→ **Material to process**

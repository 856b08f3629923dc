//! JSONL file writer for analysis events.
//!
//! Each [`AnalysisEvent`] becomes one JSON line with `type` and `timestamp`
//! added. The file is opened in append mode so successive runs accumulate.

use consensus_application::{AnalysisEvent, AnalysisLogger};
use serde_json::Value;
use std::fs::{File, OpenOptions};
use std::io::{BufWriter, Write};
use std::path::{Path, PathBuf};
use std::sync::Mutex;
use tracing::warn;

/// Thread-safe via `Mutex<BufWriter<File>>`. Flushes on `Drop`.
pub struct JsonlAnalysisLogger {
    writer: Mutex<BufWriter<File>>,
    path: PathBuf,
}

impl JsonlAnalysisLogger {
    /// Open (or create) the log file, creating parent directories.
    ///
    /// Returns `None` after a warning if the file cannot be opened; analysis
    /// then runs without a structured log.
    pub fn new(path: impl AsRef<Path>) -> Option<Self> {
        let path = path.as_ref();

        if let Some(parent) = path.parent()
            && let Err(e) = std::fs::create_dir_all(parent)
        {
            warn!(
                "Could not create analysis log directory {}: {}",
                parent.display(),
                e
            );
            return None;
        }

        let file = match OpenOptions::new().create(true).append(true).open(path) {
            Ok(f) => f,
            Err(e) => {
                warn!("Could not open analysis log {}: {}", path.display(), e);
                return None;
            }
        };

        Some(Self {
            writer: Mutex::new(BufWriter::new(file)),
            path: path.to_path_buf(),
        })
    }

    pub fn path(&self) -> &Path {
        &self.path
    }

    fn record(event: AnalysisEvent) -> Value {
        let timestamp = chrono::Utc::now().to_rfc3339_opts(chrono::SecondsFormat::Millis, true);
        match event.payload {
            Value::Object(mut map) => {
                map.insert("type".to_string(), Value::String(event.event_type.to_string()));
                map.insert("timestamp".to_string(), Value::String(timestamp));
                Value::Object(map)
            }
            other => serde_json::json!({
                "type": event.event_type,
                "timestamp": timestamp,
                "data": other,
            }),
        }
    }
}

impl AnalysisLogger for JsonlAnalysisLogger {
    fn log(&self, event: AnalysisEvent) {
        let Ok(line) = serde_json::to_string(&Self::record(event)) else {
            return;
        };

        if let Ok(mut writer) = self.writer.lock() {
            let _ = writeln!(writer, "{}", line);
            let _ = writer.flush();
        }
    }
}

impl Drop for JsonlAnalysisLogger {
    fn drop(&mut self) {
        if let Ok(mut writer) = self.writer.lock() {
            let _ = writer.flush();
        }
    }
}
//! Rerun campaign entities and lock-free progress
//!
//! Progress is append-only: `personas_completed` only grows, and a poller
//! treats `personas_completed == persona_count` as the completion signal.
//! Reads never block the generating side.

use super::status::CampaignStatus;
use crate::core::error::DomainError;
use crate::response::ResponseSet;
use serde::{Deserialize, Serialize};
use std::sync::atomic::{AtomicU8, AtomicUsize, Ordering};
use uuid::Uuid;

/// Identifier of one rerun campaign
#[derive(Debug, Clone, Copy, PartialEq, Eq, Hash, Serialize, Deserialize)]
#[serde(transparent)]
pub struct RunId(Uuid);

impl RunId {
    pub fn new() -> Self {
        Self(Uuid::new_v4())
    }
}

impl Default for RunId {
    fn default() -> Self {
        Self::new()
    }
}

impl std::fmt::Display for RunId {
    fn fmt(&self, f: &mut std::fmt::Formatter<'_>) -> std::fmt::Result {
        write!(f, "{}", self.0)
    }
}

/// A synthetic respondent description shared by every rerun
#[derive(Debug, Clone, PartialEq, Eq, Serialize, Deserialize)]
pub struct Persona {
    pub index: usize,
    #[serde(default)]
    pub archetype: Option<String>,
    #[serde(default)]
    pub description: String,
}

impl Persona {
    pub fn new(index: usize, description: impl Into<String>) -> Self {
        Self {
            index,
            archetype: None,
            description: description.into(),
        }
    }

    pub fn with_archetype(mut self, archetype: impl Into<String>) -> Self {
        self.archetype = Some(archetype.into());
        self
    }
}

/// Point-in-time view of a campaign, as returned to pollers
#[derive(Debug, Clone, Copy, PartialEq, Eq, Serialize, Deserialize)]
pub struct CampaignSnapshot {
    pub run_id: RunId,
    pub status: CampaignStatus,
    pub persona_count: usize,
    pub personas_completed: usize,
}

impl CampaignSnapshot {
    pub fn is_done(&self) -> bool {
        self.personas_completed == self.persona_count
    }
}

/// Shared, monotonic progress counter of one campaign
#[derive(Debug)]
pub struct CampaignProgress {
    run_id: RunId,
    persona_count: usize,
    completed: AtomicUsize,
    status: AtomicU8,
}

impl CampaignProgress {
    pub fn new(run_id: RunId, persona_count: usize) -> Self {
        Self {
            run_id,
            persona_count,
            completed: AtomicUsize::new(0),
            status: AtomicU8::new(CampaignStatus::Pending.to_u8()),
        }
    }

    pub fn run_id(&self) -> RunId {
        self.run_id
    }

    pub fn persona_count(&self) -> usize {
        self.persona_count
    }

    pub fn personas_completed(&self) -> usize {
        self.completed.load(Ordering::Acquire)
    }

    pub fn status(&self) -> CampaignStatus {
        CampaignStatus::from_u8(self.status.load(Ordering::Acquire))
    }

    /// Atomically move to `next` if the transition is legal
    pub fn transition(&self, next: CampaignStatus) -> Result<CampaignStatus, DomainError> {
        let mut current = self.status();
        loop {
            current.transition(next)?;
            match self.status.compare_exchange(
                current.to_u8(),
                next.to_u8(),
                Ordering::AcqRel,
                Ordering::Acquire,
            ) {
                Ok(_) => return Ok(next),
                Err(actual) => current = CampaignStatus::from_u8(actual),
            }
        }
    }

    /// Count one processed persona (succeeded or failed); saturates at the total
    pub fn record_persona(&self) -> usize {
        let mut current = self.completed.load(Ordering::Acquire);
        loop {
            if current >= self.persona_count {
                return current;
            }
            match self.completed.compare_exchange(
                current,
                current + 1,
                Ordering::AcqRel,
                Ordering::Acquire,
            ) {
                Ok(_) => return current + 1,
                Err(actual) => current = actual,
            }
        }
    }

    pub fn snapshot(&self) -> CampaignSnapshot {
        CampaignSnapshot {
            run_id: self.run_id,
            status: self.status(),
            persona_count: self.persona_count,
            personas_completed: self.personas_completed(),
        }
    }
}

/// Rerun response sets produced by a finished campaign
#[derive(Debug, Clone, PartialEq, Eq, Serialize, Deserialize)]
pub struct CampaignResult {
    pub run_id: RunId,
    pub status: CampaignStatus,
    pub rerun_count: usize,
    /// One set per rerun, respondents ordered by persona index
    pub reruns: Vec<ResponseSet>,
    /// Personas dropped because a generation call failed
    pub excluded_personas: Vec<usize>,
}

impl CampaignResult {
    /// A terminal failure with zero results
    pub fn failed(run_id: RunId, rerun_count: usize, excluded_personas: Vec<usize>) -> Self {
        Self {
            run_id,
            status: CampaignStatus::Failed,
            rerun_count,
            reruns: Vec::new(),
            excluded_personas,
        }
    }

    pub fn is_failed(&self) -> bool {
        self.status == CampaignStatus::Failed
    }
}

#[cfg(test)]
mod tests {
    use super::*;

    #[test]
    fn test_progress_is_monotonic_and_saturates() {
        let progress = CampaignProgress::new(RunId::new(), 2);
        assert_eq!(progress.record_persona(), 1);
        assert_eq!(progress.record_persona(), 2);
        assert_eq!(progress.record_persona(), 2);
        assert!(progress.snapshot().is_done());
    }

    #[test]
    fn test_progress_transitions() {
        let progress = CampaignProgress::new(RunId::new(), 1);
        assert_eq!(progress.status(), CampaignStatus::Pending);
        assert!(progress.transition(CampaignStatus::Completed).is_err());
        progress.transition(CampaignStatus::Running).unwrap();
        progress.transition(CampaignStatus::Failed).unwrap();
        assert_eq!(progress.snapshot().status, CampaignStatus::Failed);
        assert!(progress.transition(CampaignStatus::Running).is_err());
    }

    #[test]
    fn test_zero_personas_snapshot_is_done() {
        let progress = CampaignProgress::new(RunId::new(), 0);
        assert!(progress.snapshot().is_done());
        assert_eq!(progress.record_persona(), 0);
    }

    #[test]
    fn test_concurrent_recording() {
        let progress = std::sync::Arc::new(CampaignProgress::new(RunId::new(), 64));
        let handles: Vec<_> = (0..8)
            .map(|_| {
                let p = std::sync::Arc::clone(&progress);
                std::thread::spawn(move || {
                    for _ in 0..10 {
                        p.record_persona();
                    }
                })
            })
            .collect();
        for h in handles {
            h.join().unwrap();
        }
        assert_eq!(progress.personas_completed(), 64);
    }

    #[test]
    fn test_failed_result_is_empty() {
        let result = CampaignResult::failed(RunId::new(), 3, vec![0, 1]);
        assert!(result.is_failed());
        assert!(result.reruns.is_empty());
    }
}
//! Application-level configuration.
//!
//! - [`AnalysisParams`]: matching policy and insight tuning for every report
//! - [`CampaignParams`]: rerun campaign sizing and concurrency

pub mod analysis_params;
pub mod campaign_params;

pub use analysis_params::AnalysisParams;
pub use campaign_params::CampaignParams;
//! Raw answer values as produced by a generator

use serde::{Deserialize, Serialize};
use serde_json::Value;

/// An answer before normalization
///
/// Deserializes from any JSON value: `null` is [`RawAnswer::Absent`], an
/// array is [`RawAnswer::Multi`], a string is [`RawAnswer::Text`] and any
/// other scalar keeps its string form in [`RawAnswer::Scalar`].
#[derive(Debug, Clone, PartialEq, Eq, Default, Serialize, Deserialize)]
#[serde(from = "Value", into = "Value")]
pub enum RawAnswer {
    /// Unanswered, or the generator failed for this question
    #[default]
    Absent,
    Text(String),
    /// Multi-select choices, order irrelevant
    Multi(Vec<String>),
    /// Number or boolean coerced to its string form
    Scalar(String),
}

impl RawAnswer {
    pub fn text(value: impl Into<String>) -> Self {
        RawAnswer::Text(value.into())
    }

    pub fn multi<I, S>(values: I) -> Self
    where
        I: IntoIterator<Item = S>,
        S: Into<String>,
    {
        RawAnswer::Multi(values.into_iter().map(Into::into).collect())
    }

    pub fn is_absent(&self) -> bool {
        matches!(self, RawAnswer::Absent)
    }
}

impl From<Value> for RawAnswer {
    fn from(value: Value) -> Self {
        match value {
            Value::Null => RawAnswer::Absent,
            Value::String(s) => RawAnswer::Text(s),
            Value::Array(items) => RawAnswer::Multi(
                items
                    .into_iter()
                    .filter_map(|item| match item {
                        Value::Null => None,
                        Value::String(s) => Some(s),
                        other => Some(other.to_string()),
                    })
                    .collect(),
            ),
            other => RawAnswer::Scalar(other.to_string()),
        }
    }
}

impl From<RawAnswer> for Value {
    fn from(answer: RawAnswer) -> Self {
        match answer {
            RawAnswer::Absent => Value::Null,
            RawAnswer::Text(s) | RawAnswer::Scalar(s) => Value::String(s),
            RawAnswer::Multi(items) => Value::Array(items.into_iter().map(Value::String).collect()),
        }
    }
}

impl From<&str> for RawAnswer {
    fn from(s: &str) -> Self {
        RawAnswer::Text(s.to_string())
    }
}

--

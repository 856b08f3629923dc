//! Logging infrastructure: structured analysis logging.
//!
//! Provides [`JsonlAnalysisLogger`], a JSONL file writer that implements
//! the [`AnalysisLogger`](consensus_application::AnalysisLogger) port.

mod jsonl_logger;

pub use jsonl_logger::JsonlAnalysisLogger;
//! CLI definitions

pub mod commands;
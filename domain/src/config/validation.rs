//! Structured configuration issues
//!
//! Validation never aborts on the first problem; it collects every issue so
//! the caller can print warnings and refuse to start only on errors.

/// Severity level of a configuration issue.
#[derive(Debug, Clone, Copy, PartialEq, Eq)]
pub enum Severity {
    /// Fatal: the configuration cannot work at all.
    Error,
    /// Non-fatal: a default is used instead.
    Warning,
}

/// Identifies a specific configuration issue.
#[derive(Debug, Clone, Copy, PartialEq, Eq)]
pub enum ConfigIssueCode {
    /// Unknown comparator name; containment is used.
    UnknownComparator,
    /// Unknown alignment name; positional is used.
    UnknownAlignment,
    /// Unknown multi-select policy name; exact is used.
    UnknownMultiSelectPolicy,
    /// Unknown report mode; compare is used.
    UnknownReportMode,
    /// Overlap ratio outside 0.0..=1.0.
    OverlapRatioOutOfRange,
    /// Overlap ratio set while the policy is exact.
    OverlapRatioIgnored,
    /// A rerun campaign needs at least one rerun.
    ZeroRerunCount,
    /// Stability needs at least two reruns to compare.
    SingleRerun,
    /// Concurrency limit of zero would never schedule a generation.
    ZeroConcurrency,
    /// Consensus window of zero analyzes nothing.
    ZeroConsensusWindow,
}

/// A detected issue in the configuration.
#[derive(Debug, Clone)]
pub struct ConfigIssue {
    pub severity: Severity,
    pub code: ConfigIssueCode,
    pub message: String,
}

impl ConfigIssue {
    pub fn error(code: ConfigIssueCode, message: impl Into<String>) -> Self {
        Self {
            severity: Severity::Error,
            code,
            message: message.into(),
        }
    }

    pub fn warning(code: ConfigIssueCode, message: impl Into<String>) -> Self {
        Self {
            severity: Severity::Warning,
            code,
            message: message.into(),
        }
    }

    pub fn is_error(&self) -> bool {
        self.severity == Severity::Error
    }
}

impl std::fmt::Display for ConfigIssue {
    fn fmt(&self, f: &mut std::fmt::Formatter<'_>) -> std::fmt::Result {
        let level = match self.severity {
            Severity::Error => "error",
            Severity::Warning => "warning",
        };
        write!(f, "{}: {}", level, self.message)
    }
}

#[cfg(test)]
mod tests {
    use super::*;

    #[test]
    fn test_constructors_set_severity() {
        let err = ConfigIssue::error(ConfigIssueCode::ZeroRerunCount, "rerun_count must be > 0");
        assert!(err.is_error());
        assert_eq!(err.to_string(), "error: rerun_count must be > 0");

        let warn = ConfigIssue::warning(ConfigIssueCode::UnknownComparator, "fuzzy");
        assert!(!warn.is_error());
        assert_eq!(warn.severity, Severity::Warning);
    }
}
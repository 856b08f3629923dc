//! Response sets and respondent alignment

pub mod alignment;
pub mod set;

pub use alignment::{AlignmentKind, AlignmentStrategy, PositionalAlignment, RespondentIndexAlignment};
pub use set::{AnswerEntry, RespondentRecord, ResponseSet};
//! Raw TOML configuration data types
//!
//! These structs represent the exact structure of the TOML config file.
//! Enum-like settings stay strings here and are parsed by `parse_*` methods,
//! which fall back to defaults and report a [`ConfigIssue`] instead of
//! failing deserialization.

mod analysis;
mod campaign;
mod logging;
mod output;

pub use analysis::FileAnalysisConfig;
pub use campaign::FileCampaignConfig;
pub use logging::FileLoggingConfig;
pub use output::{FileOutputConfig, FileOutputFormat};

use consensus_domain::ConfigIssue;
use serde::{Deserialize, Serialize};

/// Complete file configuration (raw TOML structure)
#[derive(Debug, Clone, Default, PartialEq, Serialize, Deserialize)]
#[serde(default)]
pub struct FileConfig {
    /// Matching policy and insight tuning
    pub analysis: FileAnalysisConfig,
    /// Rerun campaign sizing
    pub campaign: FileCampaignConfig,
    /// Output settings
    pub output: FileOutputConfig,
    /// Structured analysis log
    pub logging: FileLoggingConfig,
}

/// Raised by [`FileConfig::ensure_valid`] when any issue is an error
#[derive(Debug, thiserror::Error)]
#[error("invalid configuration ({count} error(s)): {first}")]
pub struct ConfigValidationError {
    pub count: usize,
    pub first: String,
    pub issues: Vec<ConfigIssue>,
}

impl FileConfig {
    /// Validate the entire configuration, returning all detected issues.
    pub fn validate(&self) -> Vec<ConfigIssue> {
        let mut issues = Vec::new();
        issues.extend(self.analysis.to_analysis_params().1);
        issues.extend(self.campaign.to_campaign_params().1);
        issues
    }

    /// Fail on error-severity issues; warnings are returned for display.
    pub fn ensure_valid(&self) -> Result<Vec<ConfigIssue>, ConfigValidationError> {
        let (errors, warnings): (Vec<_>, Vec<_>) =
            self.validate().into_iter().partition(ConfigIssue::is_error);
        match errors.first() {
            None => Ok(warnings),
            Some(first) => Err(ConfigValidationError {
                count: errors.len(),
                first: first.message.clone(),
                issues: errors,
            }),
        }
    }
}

==

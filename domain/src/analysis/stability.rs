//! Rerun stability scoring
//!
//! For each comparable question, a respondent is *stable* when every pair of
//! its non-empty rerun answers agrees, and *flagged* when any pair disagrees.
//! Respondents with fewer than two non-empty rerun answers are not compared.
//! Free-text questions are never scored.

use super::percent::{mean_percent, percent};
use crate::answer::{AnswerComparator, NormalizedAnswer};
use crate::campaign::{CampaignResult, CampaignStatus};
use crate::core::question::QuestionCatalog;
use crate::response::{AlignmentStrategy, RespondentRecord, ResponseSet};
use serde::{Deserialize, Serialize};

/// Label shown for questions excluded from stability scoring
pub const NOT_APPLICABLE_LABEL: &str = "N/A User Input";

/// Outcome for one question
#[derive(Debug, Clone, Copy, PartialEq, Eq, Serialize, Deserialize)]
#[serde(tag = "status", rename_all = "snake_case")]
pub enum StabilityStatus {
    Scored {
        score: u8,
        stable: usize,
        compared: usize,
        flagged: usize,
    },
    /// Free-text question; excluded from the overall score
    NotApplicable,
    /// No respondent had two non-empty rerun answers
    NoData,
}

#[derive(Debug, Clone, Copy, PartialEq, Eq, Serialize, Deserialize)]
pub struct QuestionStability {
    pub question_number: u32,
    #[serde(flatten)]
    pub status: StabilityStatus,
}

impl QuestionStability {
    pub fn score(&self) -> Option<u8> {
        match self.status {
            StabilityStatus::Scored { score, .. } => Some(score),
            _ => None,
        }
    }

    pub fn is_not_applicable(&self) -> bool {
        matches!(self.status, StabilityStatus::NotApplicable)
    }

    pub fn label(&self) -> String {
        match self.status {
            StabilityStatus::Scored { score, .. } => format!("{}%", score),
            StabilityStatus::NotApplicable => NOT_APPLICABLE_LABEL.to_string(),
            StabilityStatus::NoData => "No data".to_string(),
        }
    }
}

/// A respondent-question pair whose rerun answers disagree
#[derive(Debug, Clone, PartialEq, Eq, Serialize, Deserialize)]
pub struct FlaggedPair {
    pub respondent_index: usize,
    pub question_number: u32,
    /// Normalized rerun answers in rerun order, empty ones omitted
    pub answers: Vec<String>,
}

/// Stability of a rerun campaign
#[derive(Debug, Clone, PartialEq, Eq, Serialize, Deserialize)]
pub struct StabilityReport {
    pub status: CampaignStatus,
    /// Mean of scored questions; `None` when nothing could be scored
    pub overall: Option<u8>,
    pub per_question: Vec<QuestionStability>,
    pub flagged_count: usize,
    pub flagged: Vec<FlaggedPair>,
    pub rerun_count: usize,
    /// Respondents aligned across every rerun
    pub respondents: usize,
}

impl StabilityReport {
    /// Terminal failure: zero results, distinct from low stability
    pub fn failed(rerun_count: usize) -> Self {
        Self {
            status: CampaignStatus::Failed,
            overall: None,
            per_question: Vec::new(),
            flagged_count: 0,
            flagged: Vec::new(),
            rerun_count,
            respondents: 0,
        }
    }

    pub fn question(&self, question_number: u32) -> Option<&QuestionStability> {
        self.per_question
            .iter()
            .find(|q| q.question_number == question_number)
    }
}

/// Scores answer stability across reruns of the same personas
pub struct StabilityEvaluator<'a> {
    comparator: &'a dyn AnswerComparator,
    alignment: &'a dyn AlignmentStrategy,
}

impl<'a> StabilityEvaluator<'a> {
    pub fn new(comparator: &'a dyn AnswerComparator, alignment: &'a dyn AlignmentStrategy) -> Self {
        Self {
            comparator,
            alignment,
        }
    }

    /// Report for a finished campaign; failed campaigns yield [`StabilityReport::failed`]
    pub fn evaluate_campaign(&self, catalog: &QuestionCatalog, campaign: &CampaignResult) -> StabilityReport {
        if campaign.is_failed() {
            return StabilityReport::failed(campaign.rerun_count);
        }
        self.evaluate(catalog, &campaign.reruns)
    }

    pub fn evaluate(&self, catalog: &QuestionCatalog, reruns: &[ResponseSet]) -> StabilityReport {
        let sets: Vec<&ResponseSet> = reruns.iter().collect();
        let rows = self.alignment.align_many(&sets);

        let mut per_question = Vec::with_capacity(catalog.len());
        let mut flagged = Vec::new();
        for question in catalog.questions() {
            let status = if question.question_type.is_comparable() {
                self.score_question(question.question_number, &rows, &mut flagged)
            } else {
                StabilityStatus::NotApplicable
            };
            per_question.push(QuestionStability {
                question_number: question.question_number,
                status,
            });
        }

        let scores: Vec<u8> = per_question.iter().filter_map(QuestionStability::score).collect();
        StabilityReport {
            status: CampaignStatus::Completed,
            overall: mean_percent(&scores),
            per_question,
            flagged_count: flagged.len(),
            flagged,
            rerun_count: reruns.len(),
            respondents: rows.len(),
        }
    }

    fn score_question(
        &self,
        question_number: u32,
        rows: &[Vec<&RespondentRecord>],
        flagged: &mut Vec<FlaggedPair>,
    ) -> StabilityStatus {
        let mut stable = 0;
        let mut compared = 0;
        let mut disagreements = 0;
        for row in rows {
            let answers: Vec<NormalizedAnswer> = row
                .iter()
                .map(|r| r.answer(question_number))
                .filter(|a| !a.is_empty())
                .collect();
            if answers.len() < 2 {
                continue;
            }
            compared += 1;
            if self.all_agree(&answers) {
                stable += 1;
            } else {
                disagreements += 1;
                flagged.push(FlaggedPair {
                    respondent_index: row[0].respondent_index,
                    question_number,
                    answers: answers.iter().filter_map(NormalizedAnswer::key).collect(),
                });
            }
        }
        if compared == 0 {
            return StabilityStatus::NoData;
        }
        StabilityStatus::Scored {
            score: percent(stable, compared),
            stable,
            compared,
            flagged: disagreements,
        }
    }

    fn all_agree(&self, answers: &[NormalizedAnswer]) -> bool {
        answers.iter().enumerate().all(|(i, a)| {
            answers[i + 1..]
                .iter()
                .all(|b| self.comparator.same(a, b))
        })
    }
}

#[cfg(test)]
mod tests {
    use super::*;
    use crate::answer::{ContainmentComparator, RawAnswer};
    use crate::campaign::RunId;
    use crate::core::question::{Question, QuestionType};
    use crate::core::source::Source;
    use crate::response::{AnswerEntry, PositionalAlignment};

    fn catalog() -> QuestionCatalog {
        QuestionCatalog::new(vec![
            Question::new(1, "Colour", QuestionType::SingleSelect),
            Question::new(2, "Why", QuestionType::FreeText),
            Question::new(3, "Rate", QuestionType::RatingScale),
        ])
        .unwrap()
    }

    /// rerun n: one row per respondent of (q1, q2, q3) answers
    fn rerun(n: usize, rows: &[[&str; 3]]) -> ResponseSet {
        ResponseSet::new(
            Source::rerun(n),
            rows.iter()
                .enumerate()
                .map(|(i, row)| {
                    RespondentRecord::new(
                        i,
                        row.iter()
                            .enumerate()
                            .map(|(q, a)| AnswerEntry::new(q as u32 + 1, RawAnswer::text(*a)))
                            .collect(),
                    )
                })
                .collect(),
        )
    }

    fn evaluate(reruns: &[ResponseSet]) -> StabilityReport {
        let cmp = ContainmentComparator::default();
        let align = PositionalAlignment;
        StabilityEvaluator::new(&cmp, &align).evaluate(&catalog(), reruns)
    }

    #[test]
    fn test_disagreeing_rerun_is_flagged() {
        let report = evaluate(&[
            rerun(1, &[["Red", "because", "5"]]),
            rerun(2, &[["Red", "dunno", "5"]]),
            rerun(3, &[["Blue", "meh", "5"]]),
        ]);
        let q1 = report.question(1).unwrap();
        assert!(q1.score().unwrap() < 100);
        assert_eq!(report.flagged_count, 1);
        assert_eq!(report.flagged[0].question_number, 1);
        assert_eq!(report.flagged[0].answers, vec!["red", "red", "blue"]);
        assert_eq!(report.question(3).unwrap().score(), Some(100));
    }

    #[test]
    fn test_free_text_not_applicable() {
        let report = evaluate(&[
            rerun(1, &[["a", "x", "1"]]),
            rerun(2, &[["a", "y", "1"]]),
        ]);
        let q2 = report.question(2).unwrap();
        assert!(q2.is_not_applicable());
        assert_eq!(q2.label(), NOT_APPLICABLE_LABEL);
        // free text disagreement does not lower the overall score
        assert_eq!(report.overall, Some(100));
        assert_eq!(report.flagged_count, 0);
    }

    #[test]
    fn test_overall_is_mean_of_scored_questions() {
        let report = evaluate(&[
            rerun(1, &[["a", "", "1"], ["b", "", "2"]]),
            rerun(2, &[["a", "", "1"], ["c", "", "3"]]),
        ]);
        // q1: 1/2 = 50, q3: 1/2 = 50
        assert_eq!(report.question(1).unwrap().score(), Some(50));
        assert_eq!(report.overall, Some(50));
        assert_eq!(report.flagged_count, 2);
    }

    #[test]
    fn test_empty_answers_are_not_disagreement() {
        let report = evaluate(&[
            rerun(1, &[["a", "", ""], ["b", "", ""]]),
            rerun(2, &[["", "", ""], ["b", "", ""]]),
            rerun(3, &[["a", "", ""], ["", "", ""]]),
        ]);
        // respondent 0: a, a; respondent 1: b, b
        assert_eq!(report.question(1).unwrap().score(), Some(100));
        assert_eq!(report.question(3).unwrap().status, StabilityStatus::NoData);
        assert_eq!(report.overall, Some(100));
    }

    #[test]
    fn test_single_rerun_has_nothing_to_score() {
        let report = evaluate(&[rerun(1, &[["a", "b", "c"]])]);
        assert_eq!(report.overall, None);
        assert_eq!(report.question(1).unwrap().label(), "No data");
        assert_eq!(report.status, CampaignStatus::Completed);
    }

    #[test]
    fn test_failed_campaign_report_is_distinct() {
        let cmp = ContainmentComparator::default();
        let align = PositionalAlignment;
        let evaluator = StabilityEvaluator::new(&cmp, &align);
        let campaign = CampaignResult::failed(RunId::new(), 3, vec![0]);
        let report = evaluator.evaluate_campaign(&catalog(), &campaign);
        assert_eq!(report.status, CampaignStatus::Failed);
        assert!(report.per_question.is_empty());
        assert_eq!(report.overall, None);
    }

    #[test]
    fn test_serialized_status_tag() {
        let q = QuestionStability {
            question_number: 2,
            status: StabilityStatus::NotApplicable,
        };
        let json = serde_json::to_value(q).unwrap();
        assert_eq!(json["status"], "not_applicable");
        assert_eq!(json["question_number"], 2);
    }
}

→ **Problem details**
When the entries above show the word "returned" in a line, copy that line out.

→ **Answer to this task**
/// Point-in-time view of a campaign, as returned to pollers
    /// Fail on error-severity issues; warnings are returned for display.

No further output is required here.